Development of a novel, high-efficacy oncolytic herpes simplex virus type 1 platform equipped with two distinct retargeting modalities

To retarget oncolytic herpes simplex virus (oHSV) to cancer-specific antigens, we designed a novel, double-retargeted oHSV platform that uses single-chain antibodies (scFv) incorporated into both glycoprotein H (gH) and a bispecific adapter expressed from the viral genome to mediate infection predominantly via tumor-associated antigens. Successful retargeting was achieved using a nectin-1-detargeted HSV that remains capable of interacting with HVEM, the second canonical HSV entry receptor, and is therefore recognized by the adapter consisting of the virus-binding N-terminal 82 residues of HVEM fused to the target-specific scFv. We tested both an EpCAM- and a HER2-specific scFv separately and together to target cells expressing one, the other, or both receptors.

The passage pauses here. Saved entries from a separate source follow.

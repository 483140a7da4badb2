//! Encrypted `.dat` archive container.
//!
//! ```text
//! u32 content_hash | [u8; 4] masked_seed | ciphertext
//! ```
//!
//! The seed is stored XOR-ed with [`SEED_KEY`] and read back as a signed
//! little-endian integer. It seeds a [`Rand31pmCipher`] whose keystream
//! covers everything after the header. The plaintext is a compression frame
//! (see [`compression`](super::compression)) holding a binary document in
//! grouped layout, and its CRC32 must equal `content_hash` before anything
//! is decoded.

use binrw::{BinRead, BinWrite};
use rscript_crypto::{ContentHash, Rand31pmCipher};
use std::io::Cursor;
use std::path::Path;
use tracing::{debug, info};

use crate::blockpar::binary::{self, BinaryLayout};
use crate::blockpar::compression;
use crate::blockpar::document::Document;
use crate::blockpar::error::{BlockParError, BlockParResult};

/// Mask applied to the stored seed bytes
pub const SEED_KEY: [u8; 4] = [0x89, 0xC6, 0xE8, 0xB1];

/// Fixed archive header
#[derive(Debug, Clone, Copy, PartialEq, Eq, BinRead, BinWrite)]
#[brw(little)]
pub struct ArchiveHeader {
    /// CRC32 of the decrypted payload
    pub content_hash: ContentHash,
    /// Keystream seed, masked with [`SEED_KEY`]
    pub masked_seed: [u8; 4],
}

impl ArchiveHeader {
    /// Encoded header size
    pub const SIZE: usize = 8;

    /// Header for a payload with the given hash and seed
    pub fn new(content_hash: ContentHash, seed: i32) -> Self {
        Self {
            content_hash,
            masked_seed: mask(seed.to_le_bytes()),
        }
    }

    /// Unmasked keystream seed
    pub fn seed(&self) -> i32 {
        i32::from_le_bytes(mask(self.masked_seed))
    }
}

fn mask(bytes: [u8; 4]) -> [u8; 4] {
    let mut out = bytes;
    for (byte, key) in out.iter_mut().zip(SEED_KEY) {
        *byte ^= key;
    }
    out
}

/// Decrypt an archive and verify its hash, returning the compression frame.
///
/// Nothing is returned unless the hash matches.
pub fn unseal(data: &[u8]) -> BlockParResult<Vec<u8>> {
    if data.len() < ArchiveHeader::SIZE {
        return Err(BlockParError::ArchiveTooShort(data.len()));
    }
    let header = ArchiveHeader::read(&mut Cursor::new(&data[..ArchiveHeader::SIZE]))?;
    debug!(
        "Archive header: hash {}, seed {}",
        header.content_hash,
        header.seed()
    );

    let mut payload = data[ArchiveHeader::SIZE..].to_vec();
    Rand31pmCipher::new(header.seed()).apply_keystream(&mut payload);
    header.content_hash.verify(&payload)?;
    Ok(payload)
}

/// Encrypt a compression frame under `seed` and prepend the header
pub fn seal(frame: &[u8], seed: i32) -> BlockParResult<Vec<u8>> {
    let header = ArchiveHeader::new(ContentHash::from_data(frame), seed);

    let mut out = Cursor::new(Vec::with_capacity(ArchiveHeader::SIZE + frame.len()));
    header.write(&mut out)?;
    let mut out = out.into_inner();

    let start = out.len();
    out.extend_from_slice(frame);
    Rand31pmCipher::new(seed).apply_keystream(&mut out[start..]);
    Ok(out)
}

/// Decode an archive held in memory
pub fn parse(data: &[u8]) -> BlockParResult<Document> {
    let frame = unseal(data)?;
    let payload = compression::decompress(&frame)?;
    binary::parse(&payload, BinaryLayout::Grouped)
}

/// Encode a document as an archive keyed by `seed`
pub fn build(document: &Document, seed: i32) -> BlockParResult<Vec<u8>> {
    let payload = binary::build(document, BinaryLayout::Grouped)?;
    let frame = compression::compress(&payload)?;
    seal(&frame, seed)
}

/// Read an archive file
pub fn read_file<P: AsRef<Path>>(path: P) -> BlockParResult<Document> {
    let path = path.as_ref();
    let data = std::fs::read(path)?;
    let document = parse(&data)?;
    info!(
        "Loaded archive {} ({} bytes, {} top-level entries)",
        path.display(),
        data.len(),
        document.len()
    );
    Ok(document)
}

/// Write an archive file
pub fn write_file<P: AsRef<Path>>(path: P, document: &Document, seed: i32) -> BlockParResult<()> {
    let path = path.as_ref();
    let data = build(document, seed)?;
    std::fs::write(path, &data)?;
    info!("Wrote archive {} ({} bytes)", path.display(), data.len());
    Ok(())
}

#[cfg(test)]
#[allow(clippy::expect_used, clippy::unwrap_used)]
mod tests {
    use super::*;
    use pretty_assertions::assert_eq;
    use proptest::prelude::*;
    use rscript_crypto::CryptoError;

    fn sample() -> Document {
        let mut weapons = Document::unsorted();
        weapons.set("slot", "laser");
        weapons.set("slot", "missile");
        let mut doc = Document::new();
        doc.set("name", "Rigel");
        doc.set("weapons", weapons);
        doc.set("hull", "200");
        doc
    }

    #[test]
    fn test_seed_masking() {
        let header = ArchiveHeader::new(ContentHash::from_u32(0), 0);
        assert_eq!(header.masked_seed, SEED_KEY);
        assert_eq!(header.seed(), 0);

        let header = ArchiveHeader::new(ContentHash::from_u32(0), -12345);
        assert_eq!(header.seed(), -12345);
    }

    #[test]
    fn test_archive_round_trip() {
        let doc = sample();
        let data = build(&doc, 0x1234_5678).unwrap();

        let mut cursor = Cursor::new(&data[..ArchiveHeader::SIZE]);
        let header = ArchiveHeader::read(&mut cursor).unwrap();
        assert_eq!(header.seed(), 0x1234_5678);

        assert_eq!(parse(&data).unwrap(), doc);
    }

    #[test]
    fn test_unseal_exposes_zl01_frame() {
        let data = build(&sample(), -7).unwrap();
        let frame = unseal(&data).unwrap();
        assert_eq!(&frame[..4], b"ZL01");
    }

    #[test]
    fn test_hash_field_tamper() {
        let mut data = build(&sample(), 99).unwrap();
        data[0] ^= 0x01;
        assert!(matches!(
            parse(&data),
            Err(BlockParError::Integrity(CryptoError::ChecksumMismatch { .. }))
        ));
    }

    #[test]
    fn test_short_archive() {
        assert!(matches!(
            parse(&[0u8; 5]),
            Err(BlockParError::ArchiveTooShort(5))
        ));
    }

    #[test]
    fn test_verified_frame_with_bad_magic() {
        let sealed = seal(b"XXXXpayload", 5).unwrap();
        assert!(matches!(
            parse(&sealed),
            Err(BlockParError::InvalidMagic(magic)) if &magic == b"XXXX"
        ));
    }

    #[test]
    fn test_file_round_trip() {
        let dir = tempfile::tempdir().unwrap();
        let path = dir.path().join("main.dat");
        write_file(&path, &sample(), 42).unwrap();
        assert_eq!(read_file(&path).unwrap(), sample());
    }

    proptest! {
        #[test]
        fn any_payload_bit_flip_is_rejected(
            seed in any::<i32>(),
            position in any::<prop::sample::Index>(),
            bit in 0u8..8,
        ) {
            let mut data = build(&sample(), seed).unwrap();
            let index = ArchiveHeader::SIZE + position.index(data.len() - ArchiveHeader::SIZE);
            data[index] ^= 1 << bit;

            let result = parse(&data);
            prop_assert!(
                matches!(result, Err(BlockParError::Integrity(_))),
                "flip at byte {} bit {} gave {:?}", index, bit, result
            );
        }
    }
}
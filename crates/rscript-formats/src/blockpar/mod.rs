//! BlockPar document format support
//!
//! BlockPar is the nested key/value document format behind Space Rangers
//! data files. A document is an ordered multi-map: names may repeat, and
//! every document can be walked either in insertion order or alphabetically
//! with equal names kept in insertion order. Values are strings or nested
//! documents.
//!
//! # Formats
//!
//! - **Binary** ([`binary`]): length-prefixed UTF-16 encoding, with an
//!   optional grouped layout that records runs of equal names
//! - **Text** ([`text`]): brace-delimited dump format with heredoc values
//!   and file includes
//! - **Archive** ([`archive`]): `.dat` container wrapping the grouped binary
//!   form in zlib, a CRC32 check and a stream cipher
//! - **Code** ([`code`]): splits brace-structured listings into documents
//!
//! # Example
//!
//! ```
//! use rscript_formats::blockpar::{BinaryLayout, Document, binary, text};
//!
//! let mut weapons = Document::unsorted();
//! weapons.set("Slot", "Laser");
//! weapons.set("Slot", "Missile");
//!
//! let mut ship = Document::new();
//! ship.set("Name", "Rigel");
//! ship.set("Weapons", weapons);
//!
//! assert_eq!(ship.get_param("Name").expect("Test operation should succeed"), "Rigel");
//! assert_eq!(ship.get_block("Weapons").expect("Test operation should succeed").count("Slot"), 2);
//!
//! let bytes = binary::build(&ship, BinaryLayout::Plain).expect("Test operation should succeed");
//! assert_eq!(binary::parse(&bytes, BinaryLayout::Plain).expect("Test operation should succeed"), ship);
//!
//! let dump = text::format(&ship).expect("Test operation should succeed");
//! assert!(dump.starts_with("Name=Rigel\r\nWeapons~{\r\n"));
//! assert_eq!(text::parse(&dump).expect("Test operation should succeed"), ship);
//! ```

pub mod archive;
pub mod binary;
pub mod code;
pub mod compression;
mod document;
mod error;
pub mod list;
pub mod text;
pub mod tree;

/// Default nesting cap for every codec
pub const MAX_DEPTH: usize = 1024;

pub use binary::{BinaryLayout, BinaryReader, BinaryWriter};
pub use code::from_code;
pub use document::{Document, Entry, EntryKind, GroupPosition, Grouped, Iter, Value};
pub use error::{BlockParError, BlockParResult};
pub use list::InsertionList;
pub use text::{TextOptions, TextReader, TextWriter};
pub use tree::OrderedMultiMap;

Our results show not only dose-dependent, target receptor-specific infection in vitro, but also enhanced virus spread compared to single-retargeted virus. In addition, we observed effective infection and spreading of the EpCAM double-retargeted virus in vivo. Remarkably, a single intravenous dose of the EpCAM-specific virus eliminated all detectable tumors in a subcutaneous xenograft model, and the same intravenous dose appeared harmless in immunocompetent FVB/N mice. Our findings suggest that our double-retargeted oHSV platform can provide a potent and versatile, systemically deliverable class of anti-cancer therapeutics that specifically target cancer cells while ensuring safety.